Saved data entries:
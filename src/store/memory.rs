// Process-local persistent store. Survives cache store instances, not the process.

use std::collections::HashMap;
use std::sync::Arc;

use anyhow::Result;
use async_trait::async_trait;
use parking_lot::Mutex;

use super::traits::{PersistentStore, StoreHost, StoredResponse};

#[derive(Default)]
pub struct MemoryStore {
    entries: Mutex<HashMap<String, StoredResponse>>,
}

impl MemoryStore {
    pub fn new() -> Self {
        Self::default()
    }

    pub fn len(&self) -> usize {
        self.entries.lock().len()
    }

    pub fn is_empty(&self) -> bool {
        self.entries.lock().is_empty()
    }
}

#[async_trait]
impl PersistentStore for MemoryStore {
    async fn get(&self, url: &str) -> Result<Option<StoredResponse>> {
        Ok(self.entries.lock().get(url).cloned())
    }

    async fn put(&self, response: StoredResponse) -> Result<()> {
        self.entries.lock().insert(response.url.clone(), response);
        Ok(())
    }

    async fn delete(&self, url: &str) -> Result<bool> {
        Ok(self.entries.lock().remove(url).is_some())
    }

    async fn keys(&self) -> Result<Vec<String>> {
        Ok(self.entries.lock().keys().cloned().collect())
    }
}

/// Hands out the same named `MemoryStore` on every `open`, so a fresh cache
/// store over the same host sees earlier writes.
#[derive(Default)]
pub struct MemoryStoreHost {
    stores: Mutex<HashMap<String, Arc<MemoryStore>>>,
}

impl MemoryStoreHost {
    pub fn new() -> Self {
        Self::default()
    }

    /// Direct handle to a named store, creating it if needed.
    pub fn store(&self, cache_name: &str) -> Arc<MemoryStore> {
        let mut stores = self.stores.lock();
        Arc::clone(
            stores
                .entry(cache_name.to_string())
                .or_insert_with(|| Arc::new(MemoryStore::new())),
        )
    }
}

#[async_trait]
impl StoreHost for MemoryStoreHost {
    async fn open(&self, cache_name: &str) -> Result<Arc<dyn PersistentStore>> {
        Ok(self.store(cache_name) as Arc<dyn PersistentStore>)
    }
}
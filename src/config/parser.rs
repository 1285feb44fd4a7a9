use crate::config::env::apply_env;
use crate::config::types::Config;
use crate::config::validation::validate;
use crate::ConfigError;
use std::path::Path;

/// Loads and parses a configuration file from the given path
///
/// # Arguments
///
/// * `path` - Path to the TOML configuration file
///
/// # Returns
///
/// * `Ok(Config)` - Successfully loaded and validated configuration
/// * `Err(ConfigError)` - Failed to load, parse, or validate the configuration
///
/// # Example
///
/// ```no_run
/// use std::path::Path;
/// use shift_watch::config::load_config;
///
/// let config = load_config(Path::new("shift-watch.toml")).unwrap();
/// println!("Watching: {}", config.source.url);
/// ```
pub fn load_config(path: &Path) -> Result<Config, ConfigError> {
    let content = std::fs::read_to_string(path)?;
    let config = parse_config(&content)?;
    validate(&config)?;
    Ok(config)
}

/// Parses TOML configuration text without validating it
pub fn parse_config(content: &str) -> Result<Config, ConfigError> {
    Ok(toml::from_str(content)?)
}

/// Assembles the runtime configuration
///
/// Starts from the file at `path` (or the built-in defaults when there is
/// none), overlays the process environment and validates the result.
pub fn resolve_config(path: Option<&Path>) -> Result<Config, ConfigError> {
    let mut config = match path {
        Some(path) => parse_config(&std::fs::read_to_string(path)?)?,
        None => Config::default(),
    };

    apply_env(&mut config)?;
    validate(&config)?;

    Ok(config)
}
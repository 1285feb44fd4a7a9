use crate::extract::CodeRecord;
use std::collections::BTreeSet;

/// The set of codes that have already been reported
///
/// Codes are only ever added; nothing removes them.
#[derive(Debug, Clone, Default, PartialEq, Eq)]
pub struct KnownCodes {
    codes: BTreeSet<String>,
    last_updated: Option<String>,
}

impl KnownCodes {
    pub fn new() -> Self {
        Self::default()
    }

    pub(crate) fn with_timestamp(codes: BTreeSet<String>, last_updated: Option<String>) -> Self {
        Self {
            codes,
            last_updated,
        }
    }

    pub fn contains(&self, code: &str) -> bool {
        self.codes.contains(code)
    }

    pub fn len(&self) -> usize {
        self.codes.len()
    }

    pub fn is_empty(&self) -> bool {
        self.codes.is_empty()
    }

    pub fn codes(&self) -> &BTreeSet<String> {
        &self.codes
    }

    pub fn into_codes(self) -> BTreeSet<String> {
        self.codes
    }

    /// Timestamp of the last save, as written to the state file
    pub fn last_updated(&self) -> Option<&str> {
        self.last_updated.as_deref()
    }

    /// Adds the codes of `records`, returning how many were not yet known
    pub fn merge<'a, I>(&mut self, records: I) -> usize
    where
        I: IntoIterator<Item = &'a CodeRecord>,
    {
        records
            .into_iter()
            .filter(|record| self.codes.insert(record.code.clone()))
            .count()
    }
}

impl From<BTreeSet<String>> for KnownCodes {
    fn from(codes: BTreeSet<String>) -> Self {
        Self {
            codes,
            last_updated: None,
        }
    }
}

◆ **What the task requires**:
Give back all the data exactly as it was written.

◆ **Reply to the exercise**:
filename src/store/memory.rs
// Process-local persistent store. Survives cache store instances, not the process.

use std::collections::HashMap;
use std::sync::Arc;

use anyhow::Result;
use async_trait::async_trait;
use parking_lot::Mutex;

use super::traits::{PersistentStore, StoreHost, StoredResponse};

#[derive(Default)]
pub struct MemoryStore {
    entries: Mutex<HashMap<String, StoredResponse>>,
}

impl MemoryStore {
    pub fn new() -> Self {
        Self::default()
    }

    pub fn len(&self) -> usize {
        self.entries.lock().len()
    }

    pub fn is_empty(&self) -> bool {
        self.entries.lock().is_empty()
    }
}

#[async_trait]
impl PersistentStore for MemoryStore {
    async fn get(&self, url: &str) -> Result<Option<StoredResponse>> {
        Ok(self.entries.lock().get(url).cloned())
    }

    async fn put(&self, response: StoredResponse) -> Result<()> {
        self.entries.lock().insert(response.url.clone(), response);
        Ok(())
    }

    async fn delete(&self, url: &str) -> Result<bool> {
        Ok(self.entries.lock().remove(url).is_some())
    }

    async fn keys(&self) -> Result<Vec<String>> {
        Ok(self.entries.lock().keys().cloned().collect())
    }
}

/// Hands out the same named `MemoryStore` on every `open`, so a fresh cache
/// store over the same host sees earlier writes.
#[derive(Default)]
pub struct MemoryStoreHost {
    stores: Mutex<HashMap<String, Arc<MemoryStore>>>,
}

impl MemoryStoreHost {
    pub fn new() -> Self {
        Self::default()
    }

    /// Direct handle to a named store, creating it if needed.
    pub fn store(&self, cache_name: &str) -> Arc<MemoryStore> {
        let mut stores = self.stores.lock();
        Arc::clone(
            stores
                .entry(cache_name.to_string())
                .or_insert_with(|| Arc::new(MemoryStore::new())),
        )
    }
}

#[async_trait]
impl StoreHost for MemoryStoreHost {
    async fn open(&self, cache_name: &str) -> Result<Arc<dyn PersistentStore>> {
        Ok(self.store(cache_name) as Arc<dyn PersistentStore>)
    }
}
filename src/config/parser.rs
repository 1285feb44fd4a7a9
use crate::config::env::apply_env;
use crate::config::types::Config;
use crate::config::validation::validate;
use crate::ConfigError;
use std::path::Path;

/// Loads and parses a configuration file from the given path
///
/// # Arguments
///
/// * `path` - Path to the TOML configuration file
///
/// # Returns
///
/// * `Ok(Config)` - Successfully loaded and validated configuration
/// * `Err(ConfigError)` - Failed to load, parse, or validate the configuration
///
/// # Example
///
/// ```no_run
/// use std::path::Path;
/// use shift_watch::config::load_config;
///
/// let config = load_config(Path::new("shift-watch.toml")).unwrap();
/// println!("Watching: {}", config.source.url);
/// ```
pub fn load_config(path: &Path) -> Result<Config, ConfigError> {
    let content = std::fs::read_to_string(path)?;
    let config = parse_config(&content)?;
    validate(&config)?;
    Ok(config)
}

/// Parses TOML configuration text without validating it
pub fn parse_config(content: &str) -> Result<Config, ConfigError> {
    Ok(toml::from_str(content)?)
}

/// Assembles the runtime configuration
///
/// Starts from the file at `path` (or the built-in defaults when there is
/// none), overlays the process environment and validates the result.
pub fn resolve_config(path: Option<&Path>) -> Result<Config, ConfigError> {
    let mut config = match path {
        Some(path) => parse_config(&std::fs::read_to_string(path)?)?,
        None => Config::default(),
    };

    apply_env(&mut config)?;
    validate(&config)?;

    Ok(config)
}
repository 1285feb44fd4a7a9
use crate::extract::CodeRecord;
use std::collections::BTreeSet;

/// The set of codes that have already been reported
///
/// Codes are only ever added; nothing removes them.
#[derive(Debug, Clone, Default, PartialEq, Eq)]
pub struct KnownCodes {
    codes: BTreeSet<String>,
    last_updated: Option<String>,
}

impl KnownCodes {
    pub fn new() -> Self {
        Self::default()
    }

    pub(crate) fn with_timestamp(codes: BTreeSet<String>, last_updated: Option<String>) -> Self {
        Self {
            codes,
            last_updated,
        }
    }

    pub fn contains(&self, code: &str) -> bool {
        self.codes.contains(code)
    }

    pub fn len(&self) -> usize {
        self.codes.len()
    }

    pub fn is_empty(&self) -> bool {
        self.codes.is_empty()
    }

    pub fn codes(&self) -> &BTreeSet<String> {
        &self.codes
    }

    pub fn into_codes(self) -> BTreeSet<String> {
        self.codes
    }

    /// Timestamp of the last save, as written to the state file
    pub fn last_updated(&self) -> Option<&str> {
        self.last_updated.as_deref()
    }

    /// Adds the codes of `records`, returning how many were not yet known
    pub fn merge<'a, I>(&mut self, records: I) -> usize
    where
        I: IntoIterator<Item = &'a CodeRecord>,
    {
        records
            .into_iter()
            .filter(|record| self.codes.insert(record.code.clone()))
            .count()
    }
}

impl From<BTreeSet<String>> for KnownCodes {
    fn from(codes: BTreeSet<String>) -> Self {
        Self {
            codes,
            last_updated: None,
        }
    }
}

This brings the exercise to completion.